Questions to Consider
-
What future did the poet see for workers?
-
To what did he compare owners and managers?
-
What was the message of the poem? How effective was the poet in conveying that message?
Document
Say, brothers, are ye still content
To sweat, and toil from year to year,
Till sunny youth are spent?
And all for what? A lordling's sneer!
When feeble age and sickness come,
And palsied limbs can toil no more,
The poor-house bids you, "welcome home'
Or open yawns the prison door.
And that's not our end, our sole reward;
For years of toil the only fee
Our tyrant masters will accord
To weary serfs, like you and me
God! were we born to pine and sigh?
And crouch and fawn like abject slaves
To toll, to suffer and to die?
And rest, at last, in pauper?s graves?
Up, brothers, up throughout the land!
In all your strength, united, rise,
With eager hearts together band;
Our only hope in union lies.
Awake ye trembling, trampled throng,
In every land by shore and sea;
Oh, spurn the yoke you've worn so long,
Strike off your chains, and dare to be free!
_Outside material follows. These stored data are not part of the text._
//! Symbolic resolvers
//!
//! Pure lookups turning declarative shorthands into object model values:
//! direction names into unit vectors and target names into scene objects.
//! Misses are reported and defaulted, never raised.

use crate::backend::SceneBackend;
use crate::diagnostics::DiagnosticSink;
use crate::error::Diagnostic;
use crate::foundation::collections::SceneHandle;
use crate::foundation::math::{directions, Vec3};
use crate::props::PropValue;

/// Resolve a direction prop into a vector
///
/// Vectors pass through unchanged. Strings are lowercased and looked up in
/// the direction table; anything unknown falls back to up with one
/// diagnostic.
pub fn resolve_direction(value: &PropValue, sink: &dyn DiagnosticSink) -> Vec3 {
    match value {
        PropValue::Vector(direction) => *direction,
        PropValue::Text(name) => directions::named(&name.to_lowercase()).unwrap_or_else(|| {
            sink.emit(Diagnostic::UnknownDirection { value: value.to_string() });
            directions::up()
        }),
        other => {
            sink.emit(Diagnostic::UnknownDirection { value: other.to_string() });
            directions::up()
        }
    }
}

/// Camera slot a resolved target is written to
///
/// The slots are distinct properties on the camera and are not
/// interchangeable.
#[derive(Debug, Clone, Copy, PartialEq, Eq)]
pub enum TargetSlot {
    /// Locked target a follow camera chases (`lockedTarget`)
    Follow,
    /// Generic lock target other cameras look at (`target`)
    Lock,
}

impl TargetSlot {
    /// Slot for a camera, selected by whether it is a follow camera
    pub fn for_follow_camera(is_follow_camera: bool) -> Self {
        if is_follow_camera {
            Self::Follow
        } else {
            Self::Lock
        }
    }

    /// Slot for a camera tag
    pub fn for_tag(tag: &str) -> Self {
        Self::for_follow_camera(tag == "FollowCamera")
    }

    /// Declarative prop the resolved reference is stored under
    pub fn property_name(self) -> &'static str {
        match self {
            Self::Follow => "lockedTarget",
            Self::Lock => "target",
        }
    }
}

/// A target prop resolved for a camera slot
#[derive(Debug, Clone, PartialEq)]
pub struct TargetRef {
    /// Slot the reference belongs in
    pub slot: TargetSlot,
    /// Value to store in the slot
    pub value: PropValue,
}

/// Resolve a target prop for a camera
///
/// Strings name a mesh in `scene`; a missing mesh yields `None` with one
/// diagnostic and the camera is built without a target. Any other value
/// (an object reference or a focal point) is stored unchanged.
pub fn resolve_target<B: SceneBackend + ?Sized>(
    value: &PropValue,
    scene: SceneHandle,
    backend: &B,
    is_follow_camera: bool,
    sink: &dyn DiagnosticSink,
) -> Option<TargetRef> {
    let value = match value {
        PropValue::Text(name) => {
            let Some(object) = backend.find_mesh_by_name(scene, name) else {
                sink.emit(Diagnostic::UnresolvedTarget { name: name.clone() });
                return None;
            };
            PropValue::Object(object)
        }
        other => other.clone(),
    };

    Some(TargetRef {
        slot: TargetSlot::for_follow_camera(is_follow_camera),
        value,
    })
}

#[cfg(test)]
mod tests {
    use super::*;
    use crate::backend::MemoryBackend;
    use crate::diagnostics::RecordingSink;
    use crate::foundation::collections::EngineHandle;
    use crate::props::Props;

    #[test]
    fn test_direction_names_are_case_insensitive() {
        let sink = RecordingSink::new();
        assert_eq!(resolve_direction(&"UP".into(), &sink), directions::up());
        assert_eq!(resolve_direction(&"up".into(), &sink), directions::up());
        assert_eq!(resolve_direction(&"Backward".into(), &sink), directions::backward());
        assert!(sink.is_empty());
    }

    #[test]
    fn test_unknown_direction_defaults_to_up() {
        let sink = RecordingSink::new();
        assert_eq!(resolve_direction(&"sideways".into(), &sink), directions::up());
        assert_eq!(
            sink.take(),
            vec![Diagnostic::UnknownDirection { value: "\"sideways\"".into() }]
        );

        assert_eq!(resolve_direction(&PropValue::Number(3.0), &sink), directions::up());
        assert_eq!(sink.len(), 1);
    }

    #[test]
    fn test_vector_direction_is_unchanged() {
        let sink = RecordingSink::new();
        let tilted = Vec3::new(0.3, -1.0, 0.2);
        assert_eq!(resolve_direction(&tilted.into(), &sink), tilted);
        assert!(sink.is_empty());
    }

    #[test]
    fn test_target_slots_are_distinct() {
        assert_eq!(TargetSlot::for_tag("FollowCamera"), TargetSlot::Follow);
        assert_eq!(TargetSlot::for_tag("ArcRotateCamera"), TargetSlot::Lock);
        assert_ne!(TargetSlot::Follow.property_name(), TargetSlot::Lock.property_name());
    }

    #[test]
    fn test_resolve_target_by_name() {
        let mut backend = MemoryBackend::new();
        let scene = backend.create_scene(EngineHandle(0));
        let ship = backend.create_mesh(scene, "CreateBox", Some("ship"), &Props::new()).unwrap();
        let sink = RecordingSink::new();

        let resolved = resolve_target(&"ship".into(), scene, &backend, true, &sink).unwrap();
        assert_eq!(
            resolved,
            TargetRef {
                slot: TargetSlot::Follow,
                value: PropValue::Object(ship),
            }
        );

        let resolved =
            resolve_target(&PropValue::Object(ship), scene, &backend, false, &sink).unwrap();
        assert_eq!(resolved.slot, TargetSlot::Lock);
        assert!(sink.is_empty());
    }

    #[test]
    fn test_unresolved_target_reports_once() {
        let mut backend = MemoryBackend::new();
        let scene = backend.create_scene(EngineHandle(0));
        let sink = RecordingSink::new();

        assert!(resolve_target(&"ghost".into(), scene, &backend, false, &sink).is_none());
        assert_eq!(sink.take(), vec![Diagnostic::UnresolvedTarget { name: "ghost".into() }]);

    }

    #[test]
    fn test_non_text_target_passes_through() {
        let mut backend = MemoryBackend::new();
        let scene = backend.create_scene(EngineHandle(0));
        let sink = RecordingSink::new();
        let focus = PropValue::Vector(Vec3::new(0.0, 1.0, 0.0));

        let resolved = resolve_target(&focus, scene, &backend, false, &sink).unwrap();
        assert_eq!(resolved.slot, TargetSlot::Lock);
        assert_eq!(resolved.value, focus);
        assert!(sink.is_empty());
    }
}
And from your limbs the shackles shake,
And stand erect as freeman should;
While Mammon's bloated offspring quake,
The vampires drunken with our blood!
And He who watches over all
Who scorns the hand that would oppress,
Who sees and notes the sparrow's fall,
Will bless your efforts with success.
Source:
Joshua Ferguson, "Are Ye Still Content?," Labor Standard 3, no. 12 (28 July 1877).